- Ray Shepardson, preservationist and theatre restoration specialist, standing outside the Paramount Theatre in Aurora, IL
- Born: January 13, 1944 Monroe, Washington, United States
- Died: April 14, 2014 (aged 70) Aurora, Illinois, United states
- Occupations: Preservationist & Theatre Restoration Specialist

= Raymond K. Shepardson =

American theatre restoration specialist (1944–2014)

Ray Shepardson (January 13, 1944 – April 14, 2014) was a theatre restoration specialist and theatre operator credited by many with beginning the trend toward restoring old unused movie theaters into economic engines for their communities. He is the founder of the Playhouse Square association in Cleveland and is recognized as the visionary that helped motivate the creation of one of the nation's largest performing arts districts. He was involved in forty restorations throughout his career and operated several theaters after their restoration.

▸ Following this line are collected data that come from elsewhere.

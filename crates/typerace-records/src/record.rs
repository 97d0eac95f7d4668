//! Persisted record types: one finished session, per-user aggregates,
//! and leaderboard entries.

use serde::{Deserialize, Serialize};
use typerace_core::{GameMode, PlayerId, PlayerSession};

/// The durable result of one finished race, appended to the player's
/// session log.
#[derive(Debug, Clone, PartialEq, Serialize, Deserialize)]
#[serde(rename_all = "camelCase")]
pub struct TypingSessionRecord {
    pub wpm: u32,
    pub accuracy: u8,
    pub duration_seconds: f64,
    pub word_count: u32,
    pub mode: GameMode,
    pub timestamp: u64,
}

impl TypingSessionRecord {
    /// Builds a record from a finished session, or `None` for a player who
    /// never typed (force-finished at zero input — nothing worth keeping).
    pub fn from_session(player: &PlayerSession, mode: GameMode, now: u64) -> Option<Self> {
        let start = player.start_time?;
        let end = player.finish_time.unwrap_or(now);
        Some(Self {
            wpm: player.wpm,
            accuracy: player.accuracy,
            duration_seconds: end.saturating_sub(start) as f64 / 1000.0,
            // Sudden-death tracks whole words; elsewhere fall back to the
            // 5-chars-per-word convention over what was typed correctly.
            word_count: player.completed_words.unwrap_or(player.correct_chars / 5),
            mode,
            timestamp: now,
        })
    }

    /// Speed weighted by accuracy and by how much text was actually
    /// covered. The square root dampens the reward for racing a short
    /// burst fast versus typing more text accurately.
    pub fn competitive_score(&self) -> f64 {
        self.wpm as f64 * (self.accuracy as f64 / 100.0) * (self.word_count as f64).sqrt()
    }
}

/// Running aggregates over all of a player's recorded sessions.
#[derive(Debug, Clone, Default, PartialEq, Serialize, Deserialize)]
#[serde(rename_all = "camelCase", default)]
pub struct UserStats {
    pub total_tests: u64,
    pub average_wpm: f64,
    pub best_wpm: u32,
    pub average_accuracy: f64,
    pub best_accuracy: u8,
    pub total_words: u64,
    /// Seconds spent typing, summed across sessions.
    pub total_time_typing: f64,
    pub last_played: u64,
}

impl UserStats {
    /// Folds one more session into the running aggregates.
    pub fn fold(&mut self, record: &TypingSessionRecord) {
        self.total_tests += 1;
        let n = self.total_tests as f64;
        self.average_wpm += (record.wpm as f64 - self.average_wpm) / n;
        self.average_accuracy += (record.accuracy as f64 - self.average_accuracy) / n;
        self.best_wpm = self.best_wpm.max(record.wpm);
        self.best_accuracy = self.best_accuracy.max(record.accuracy);
        self.total_words += record.word_count as u64;
        self.total_time_typing += record.duration_seconds;
        self.last_played = record.timestamp;
    }
}

/// One row on a leaderboard.
#[derive(Debug, Clone, PartialEq, Serialize, Deserialize)]
pub struct LeaderboardEntry {
    #[serde(rename = "userId")]
    pub player_id: PlayerId,
    #[serde(rename = "username")]
    pub name: String,
    pub wpm: u32,
    pub accuracy: u8,
    #[serde(rename = "wordCount")]
    pub word_count: u32,
    pub timestamp: u64,
}

impl LeaderboardEntry {
    pub fn new(player: &PlayerSession, record: &TypingSessionRecord) -> Self {
        Self {
            player_id: player.id.clone(),
            name: player.name.clone(),
            wpm: record.wpm,
            accuracy: record.accuracy,
            word_count: record.word_count,
            timestamp: record.timestamp,
        }
    }

    pub fn competitive_score(&self) -> f64 {
        self.wpm as f64 * (self.accuracy as f64 / 100.0) * (self.word_count as f64).sqrt()
    }
}

#[cfg(test)]
mod tests {
    use super::*;

    fn finished_player(wpm: u32, accuracy: u8) -> PlayerSession {
        let mut p = PlayerSession::new(PlayerId::new("p1"), "Alice", 0);
        p.mark_started(1_000);
        p.input_chars = 125;
        p.correct_chars = 125;
        p.wpm = wpm;
        p.accuracy = accuracy;
        p.finish(31_000);
        p
    }

    #[test]
    fn test_from_session() {
        let record =
            TypingSessionRecord::from_session(&finished_player(50, 96), GameMode::Words, 31_000)
                .unwrap();
        assert_eq!(record.wpm, 50);
        assert_eq!(record.accuracy, 96);
        assert_eq!(record.duration_seconds, 30.0);
        assert_eq!(record.word_count, 25);
        assert_eq!(record.timestamp, 31_000);
    }

    #[test]
    fn test_from_session_skips_idle_player() {
        let p = PlayerSession::new(PlayerId::new("p2"), "Idle", 0);
        assert!(TypingSessionRecord::from_session(&p, GameMode::Time, 5_000).is_none());
    }

    #[test]
    fn test_from_session_prefers_completed_words() {
        let mut p = finished_player(50, 96);
        p.completed_words = Some(17);
        let record =
            TypingSessionRecord::from_session(&p, GameMode::SuddenDeath, 31_000).unwrap();
        assert_eq!(record.word_count, 17);
    }

    #[test]
    fn test_competitive_score() {
        let record = TypingSessionRecord {
            wpm: 60,
            accuracy: 100,
            duration_seconds: 30.0,
            word_count: 50,
            mode: GameMode::Words,
            timestamp: 0,
        };
        let expected = 60.0 * (50.0_f64).sqrt();
        assert!((record.competitive_score() - expected).abs() < 1e-9);
    }

    #[test]
    fn test_fold_running_aggregates() {
        let mut stats = UserStats::default();
        let mut record = TypingSessionRecord {
            wpm: 40,
            accuracy: 90,
            duration_seconds: 30.0,
            word_count: 20,
            mode: GameMode::Time,
            timestamp: 1_000,
        };
        stats.fold(&record);
        record.wpm = 60;
        record.accuracy = 100;
        record.timestamp = 2_000;
        stats.fold(&record);

        assert_eq!(stats.total_tests, 2);
        assert_eq!(stats.average_wpm, 50.0);
        assert_eq!(stats.average_accuracy, 95.0);
        assert_eq!(stats.best_wpm, 60);
        assert_eq!(stats.best_accuracy, 100);
        assert_eq!(stats.total_words, 40);
        assert_eq!(stats.total_time_typing, 60.0);
        assert_eq!(stats.last_played, 2_000);
    }

    #[test]
    fn test_stats_serde_field_names() {
        let stats = UserStats::default();
        let json = serde_json::to_value(&stats).unwrap();
        assert!(json.get("totalTests").is_some());
        assert!(json.get("bestWpm").is_some());
        assert!(json.get("totalTimeTyping").is_some());
    }
}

Notably, Shepardson was instrumental in saving the Chicago Theatre which was weeks away from the wrecking ball before he managed to work with others to develop a funding scenario that would save and restore the building. The grand re-opening featured Frank Sinatra singing My Kind of Town.

Shepardson was then called upon to oversee the largest restoration of his career; the 5000 seat Fox Theater in Detroit. The multimillion-dollar restoration was heralded as one of the anchors that revitalized the downtown area throughout the 1990s. A 2016 republican debate was held in the Fox, which is used in commercials and films because of its magnitude and opulence.

Shepardson was an avid photographer and photographed almost every stage of his later restorations. The Shepardson digital photo archive is currently under construction.

Shepardson's career as a theatre restoration specialist was almost an accident as the biography by John Vacha describes. He is recognized as the father and founder of the Playhouse Square Foundation in Cleveland, Ohio, saving the four theaters in Cleveland's Playhouse Square from 1970 to 1979. Raised funds, planned and began renovations. Operated theaters and produced more than 2,000 performances. This effort merited many preservation, restoration and development awards. Currently second largest Performing Arts Center in the country presenting over 1,000 performances per year and attracting over 1,200,000 people annually.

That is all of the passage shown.